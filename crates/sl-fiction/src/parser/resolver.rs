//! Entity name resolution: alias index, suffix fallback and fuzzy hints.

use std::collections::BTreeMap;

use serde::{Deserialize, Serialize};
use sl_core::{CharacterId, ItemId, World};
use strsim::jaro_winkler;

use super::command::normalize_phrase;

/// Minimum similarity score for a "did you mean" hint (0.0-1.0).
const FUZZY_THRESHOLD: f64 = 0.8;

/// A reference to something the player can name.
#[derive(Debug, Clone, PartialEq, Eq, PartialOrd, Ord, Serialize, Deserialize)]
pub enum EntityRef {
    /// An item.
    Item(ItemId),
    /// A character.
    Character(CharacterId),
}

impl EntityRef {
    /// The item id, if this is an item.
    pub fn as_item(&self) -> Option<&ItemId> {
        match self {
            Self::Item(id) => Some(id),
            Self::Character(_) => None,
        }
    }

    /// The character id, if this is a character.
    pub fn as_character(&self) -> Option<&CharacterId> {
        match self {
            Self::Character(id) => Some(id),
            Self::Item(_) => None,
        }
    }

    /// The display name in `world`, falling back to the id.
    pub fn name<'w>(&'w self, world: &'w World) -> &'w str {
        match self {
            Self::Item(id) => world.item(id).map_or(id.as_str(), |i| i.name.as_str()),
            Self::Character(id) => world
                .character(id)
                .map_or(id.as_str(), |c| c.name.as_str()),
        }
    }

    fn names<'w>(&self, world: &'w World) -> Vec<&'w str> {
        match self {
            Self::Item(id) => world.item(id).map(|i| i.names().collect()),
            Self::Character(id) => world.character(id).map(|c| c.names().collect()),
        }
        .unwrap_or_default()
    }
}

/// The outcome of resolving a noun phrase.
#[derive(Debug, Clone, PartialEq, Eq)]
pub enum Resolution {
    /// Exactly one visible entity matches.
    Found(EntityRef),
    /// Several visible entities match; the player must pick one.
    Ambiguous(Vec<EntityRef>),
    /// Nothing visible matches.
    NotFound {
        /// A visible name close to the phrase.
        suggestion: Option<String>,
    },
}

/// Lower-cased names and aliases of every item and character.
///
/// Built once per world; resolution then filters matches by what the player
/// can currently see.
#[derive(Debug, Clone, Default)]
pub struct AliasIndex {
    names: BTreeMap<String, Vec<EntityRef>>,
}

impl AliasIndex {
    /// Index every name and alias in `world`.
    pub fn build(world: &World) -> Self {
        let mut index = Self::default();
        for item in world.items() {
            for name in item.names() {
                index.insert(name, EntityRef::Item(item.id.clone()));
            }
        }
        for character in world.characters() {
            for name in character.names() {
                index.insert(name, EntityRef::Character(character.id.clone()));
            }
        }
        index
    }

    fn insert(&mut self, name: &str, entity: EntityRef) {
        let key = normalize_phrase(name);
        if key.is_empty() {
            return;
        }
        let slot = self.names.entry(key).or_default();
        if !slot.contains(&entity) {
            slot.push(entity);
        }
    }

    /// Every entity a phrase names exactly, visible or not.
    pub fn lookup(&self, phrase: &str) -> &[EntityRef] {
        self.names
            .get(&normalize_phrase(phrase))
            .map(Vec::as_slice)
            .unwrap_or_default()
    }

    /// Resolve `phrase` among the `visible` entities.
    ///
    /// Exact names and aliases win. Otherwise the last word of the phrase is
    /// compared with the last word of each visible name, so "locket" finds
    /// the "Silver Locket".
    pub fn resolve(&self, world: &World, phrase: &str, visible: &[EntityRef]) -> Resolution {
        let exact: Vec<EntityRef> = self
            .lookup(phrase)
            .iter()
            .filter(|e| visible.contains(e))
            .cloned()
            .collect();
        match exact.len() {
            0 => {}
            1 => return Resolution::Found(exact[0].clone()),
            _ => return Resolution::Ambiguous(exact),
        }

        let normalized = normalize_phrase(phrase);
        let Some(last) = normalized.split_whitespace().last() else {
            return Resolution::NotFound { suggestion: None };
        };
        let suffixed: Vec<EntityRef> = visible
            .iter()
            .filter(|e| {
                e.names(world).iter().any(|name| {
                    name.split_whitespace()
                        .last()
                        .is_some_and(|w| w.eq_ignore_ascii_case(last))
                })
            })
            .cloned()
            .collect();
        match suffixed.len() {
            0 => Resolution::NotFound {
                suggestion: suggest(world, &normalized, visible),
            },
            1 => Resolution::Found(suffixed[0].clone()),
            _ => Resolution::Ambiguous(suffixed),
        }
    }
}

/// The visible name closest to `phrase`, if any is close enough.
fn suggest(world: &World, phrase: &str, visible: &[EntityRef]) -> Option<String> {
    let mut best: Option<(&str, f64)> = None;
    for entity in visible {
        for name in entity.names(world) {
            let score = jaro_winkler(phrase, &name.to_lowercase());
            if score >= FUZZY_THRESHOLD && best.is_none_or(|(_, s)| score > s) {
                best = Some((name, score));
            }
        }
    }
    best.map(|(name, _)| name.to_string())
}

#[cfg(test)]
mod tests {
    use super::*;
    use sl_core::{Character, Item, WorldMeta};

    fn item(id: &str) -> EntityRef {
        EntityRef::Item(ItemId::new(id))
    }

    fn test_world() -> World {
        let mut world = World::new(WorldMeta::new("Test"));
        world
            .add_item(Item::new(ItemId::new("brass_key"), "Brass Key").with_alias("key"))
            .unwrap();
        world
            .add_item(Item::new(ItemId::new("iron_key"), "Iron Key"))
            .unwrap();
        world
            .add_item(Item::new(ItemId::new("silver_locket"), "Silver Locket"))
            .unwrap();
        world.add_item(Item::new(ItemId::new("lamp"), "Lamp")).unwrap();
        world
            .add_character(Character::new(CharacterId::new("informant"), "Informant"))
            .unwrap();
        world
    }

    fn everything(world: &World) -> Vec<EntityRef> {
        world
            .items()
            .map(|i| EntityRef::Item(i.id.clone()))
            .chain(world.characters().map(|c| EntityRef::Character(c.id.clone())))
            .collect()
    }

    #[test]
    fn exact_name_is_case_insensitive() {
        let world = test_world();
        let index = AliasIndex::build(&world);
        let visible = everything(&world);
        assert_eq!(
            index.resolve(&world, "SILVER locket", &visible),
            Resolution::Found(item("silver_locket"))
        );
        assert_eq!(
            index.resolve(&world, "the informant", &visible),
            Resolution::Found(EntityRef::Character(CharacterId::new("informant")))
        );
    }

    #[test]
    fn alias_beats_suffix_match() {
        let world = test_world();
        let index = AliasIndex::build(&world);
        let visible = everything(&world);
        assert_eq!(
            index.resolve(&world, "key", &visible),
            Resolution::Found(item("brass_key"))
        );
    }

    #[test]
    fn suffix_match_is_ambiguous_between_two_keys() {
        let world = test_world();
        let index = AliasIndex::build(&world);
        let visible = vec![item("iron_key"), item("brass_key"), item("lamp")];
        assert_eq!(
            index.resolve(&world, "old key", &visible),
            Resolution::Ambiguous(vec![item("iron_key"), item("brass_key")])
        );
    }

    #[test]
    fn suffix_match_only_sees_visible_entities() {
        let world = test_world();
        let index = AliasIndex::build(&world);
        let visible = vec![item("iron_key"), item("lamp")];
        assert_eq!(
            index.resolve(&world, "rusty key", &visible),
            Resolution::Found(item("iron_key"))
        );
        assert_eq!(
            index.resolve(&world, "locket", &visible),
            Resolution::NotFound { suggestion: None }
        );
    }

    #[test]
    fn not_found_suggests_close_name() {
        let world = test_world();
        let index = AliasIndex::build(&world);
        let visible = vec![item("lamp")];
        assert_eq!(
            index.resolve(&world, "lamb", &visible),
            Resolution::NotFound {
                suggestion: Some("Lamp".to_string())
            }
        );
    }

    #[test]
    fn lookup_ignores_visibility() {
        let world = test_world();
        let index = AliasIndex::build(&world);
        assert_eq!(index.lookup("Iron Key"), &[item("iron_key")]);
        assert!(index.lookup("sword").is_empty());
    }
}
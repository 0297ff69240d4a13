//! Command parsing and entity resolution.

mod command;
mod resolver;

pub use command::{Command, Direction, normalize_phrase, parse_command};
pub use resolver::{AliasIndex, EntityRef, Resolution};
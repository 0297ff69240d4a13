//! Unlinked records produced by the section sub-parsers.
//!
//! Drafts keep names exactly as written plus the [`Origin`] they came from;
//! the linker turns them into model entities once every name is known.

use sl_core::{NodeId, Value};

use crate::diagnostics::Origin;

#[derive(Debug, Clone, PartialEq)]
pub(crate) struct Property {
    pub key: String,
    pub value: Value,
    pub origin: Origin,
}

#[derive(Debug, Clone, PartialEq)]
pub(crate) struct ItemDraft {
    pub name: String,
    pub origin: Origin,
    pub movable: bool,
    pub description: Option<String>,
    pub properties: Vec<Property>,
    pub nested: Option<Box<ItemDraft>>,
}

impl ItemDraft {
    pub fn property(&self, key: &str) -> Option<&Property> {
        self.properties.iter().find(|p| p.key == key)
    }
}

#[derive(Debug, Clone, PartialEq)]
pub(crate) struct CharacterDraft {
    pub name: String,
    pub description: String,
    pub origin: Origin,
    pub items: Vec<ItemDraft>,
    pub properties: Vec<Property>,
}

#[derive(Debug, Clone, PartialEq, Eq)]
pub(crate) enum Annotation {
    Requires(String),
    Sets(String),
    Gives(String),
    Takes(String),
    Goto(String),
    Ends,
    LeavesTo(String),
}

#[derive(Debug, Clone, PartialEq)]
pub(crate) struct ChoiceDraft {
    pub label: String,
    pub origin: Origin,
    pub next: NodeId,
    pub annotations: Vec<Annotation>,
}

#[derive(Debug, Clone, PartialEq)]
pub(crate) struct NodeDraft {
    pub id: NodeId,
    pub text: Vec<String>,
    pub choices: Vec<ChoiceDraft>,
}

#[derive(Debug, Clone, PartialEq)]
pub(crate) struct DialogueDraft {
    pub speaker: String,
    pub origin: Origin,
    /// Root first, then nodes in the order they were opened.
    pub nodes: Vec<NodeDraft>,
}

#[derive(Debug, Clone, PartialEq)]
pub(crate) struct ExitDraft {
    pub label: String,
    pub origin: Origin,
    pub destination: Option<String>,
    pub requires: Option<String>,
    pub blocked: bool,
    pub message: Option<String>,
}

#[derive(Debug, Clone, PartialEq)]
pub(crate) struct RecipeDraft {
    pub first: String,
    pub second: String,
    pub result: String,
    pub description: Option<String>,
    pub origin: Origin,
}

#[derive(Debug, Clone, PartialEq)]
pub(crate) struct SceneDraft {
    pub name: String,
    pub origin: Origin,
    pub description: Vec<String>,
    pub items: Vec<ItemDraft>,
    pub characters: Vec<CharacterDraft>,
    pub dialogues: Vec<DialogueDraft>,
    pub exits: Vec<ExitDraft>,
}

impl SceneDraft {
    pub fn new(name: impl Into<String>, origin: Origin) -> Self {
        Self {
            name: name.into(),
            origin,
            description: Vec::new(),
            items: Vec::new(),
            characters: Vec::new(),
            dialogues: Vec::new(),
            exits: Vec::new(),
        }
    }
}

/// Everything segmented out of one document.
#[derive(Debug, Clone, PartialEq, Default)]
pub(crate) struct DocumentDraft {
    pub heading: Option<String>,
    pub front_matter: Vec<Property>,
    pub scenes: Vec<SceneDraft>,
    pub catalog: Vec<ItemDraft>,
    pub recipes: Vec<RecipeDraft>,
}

○ ○ ○

*About this exercise*: Give the number of lines that include the word "slot" in the listing. Nothing else belongs in the reply.

*Solution to this problem*: 3